Griffin learned that law enforcement had obtained his communications with attorneys through the State's discovery. Griffin informed the trial court at a status conference held on October 25, 2016, that law enforcement had obtained his attorney, client communications. He brought the privileged communications to court and asked the trial court to “review them in-camera today and make a determination and keep the current trial date.” Verbatim Report of Proceedings (“VRP”) (Oct. 25, 2016) at 5.

The trial court conducted an in-camera review of the documents and held a hearing the next day to address the issue. The trial court ruled that the pages were privileged. Griffin addressed the trial court and stated, “So I guess, then, at this point, the question is what to do about it, what the remedy is.” VRP (Oct. 26, 2016) at 3. The prosecutor asserted that she had not read the privileged documents. Nonetheless, the trial court ruled that it would “just presume that because they were in [the State's] possession, somebody read them.” VRP (Oct. 26, 2016) at 6-7. Based on its review of the documents, the trial court ruled that they were not prejudicial because they did not disclose any work product or trial strategy or tactic. Griffin moved for an order sealing the documents from public view, which the trial court granted.
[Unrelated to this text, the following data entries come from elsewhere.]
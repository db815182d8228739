//! The host environment: whatever shows notifications, opens windows and
//! owns the client pages this layer serves.

use async_trait::async_trait;
use tracing::info;

use crate::error::OfflineResult;
use crate::notify::NotificationIntent;

#[async_trait]
pub trait Host: Send + Sync {
  /// Take control of already-open clients so a new generation applies without a reload.
  async fn claim_clients(&self) -> OfflineResult<()>;

  async fn show_notification(&self, intent: &NotificationIntent) -> OfflineResult<()>;

  async fn close_notification(&self) -> OfflineResult<()>;

  /// Open (or focus) a client window at a route.
  async fn open_window(&self, route: &str) -> OfflineResult<()>;
}

/// Host for the command-line driver: prints notifications and navigation
/// requests instead of rendering them.
pub struct ConsoleHost;

#[async_trait]
impl Host for ConsoleHost {
  async fn claim_clients(&self) -> OfflineResult<()> {
    info!("claimed clients");
    Ok(())
  }

  async fn show_notification(&self, intent: &NotificationIntent) -> OfflineResult<()> {
    info!(title = %intent.title, "showing notification");
    println!("[{}] {}", intent.title, intent.body);
    let actions: Vec<String> = intent
      .actions
      .iter()
      .map(|a| format!("{} ({})", a.title, a.action))
      .collect();
    if !actions.is_empty() {
      println!("  actions: {}", actions.join(", "));
    }
    Ok(())
  }

  async fn close_notification(&self) -> OfflineResult<()> {
    info!("notification closed");
    Ok(())
  }

  async fn open_window(&self, route: &str) -> OfflineResult<()> {
    info!(route, "opening window");
    println!("open {}", route);
    Ok(())
  }
}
Griffin subsequently filed a CrR 3.6 motion to suppress the evidence obtained through the search of his cell phone. Griffin argued that the search warrant lacked probable cause and failed to meet the particularity requirement of the Fourth Amendment. The trial court denied the motion.

D. Relevant Portions of Trial

Prior to trial, the State filed an amended information, adding an additional count of third[-]degree child molestation and six additional counts of [CMIP]. The 10 allegations of [CMIP] were divided by monthly time periods beginning in September 2014 and ending in June 2015, with no charges filed for February and June divided into two separate charging periods.

1. Trial Testimony

At trial, S.L.'s father, stepmother, and Detective Graham testified to the facts discussed above. The trial court also admitted the photographs of Griffin's messages on S.L.'s cell phone that S.L.'s father had photographed. S.L. testified that she spent an afternoon in June 2015 at Griffin's home. Griffin and S.L. were seated in the living room watching television when Griffin reached under S.L.'s shirt and grabbed one of her breasts over her bra. Griffin and S.L. moved to Griffin's bedroom, where Griffin “tied [S.L.] up” with rope and moved her shirt and bra underneath her breasts. VRP (Jun. 19, 2017) at 1180. Griffin then touched S.L.'s bare breasts with his hands and mouth. Griffin told S.L. that her “body was beautiful,” pulled down his pants, and exposed his erect penis to S.L. VRP (Jun. 19, 2017) at 1180.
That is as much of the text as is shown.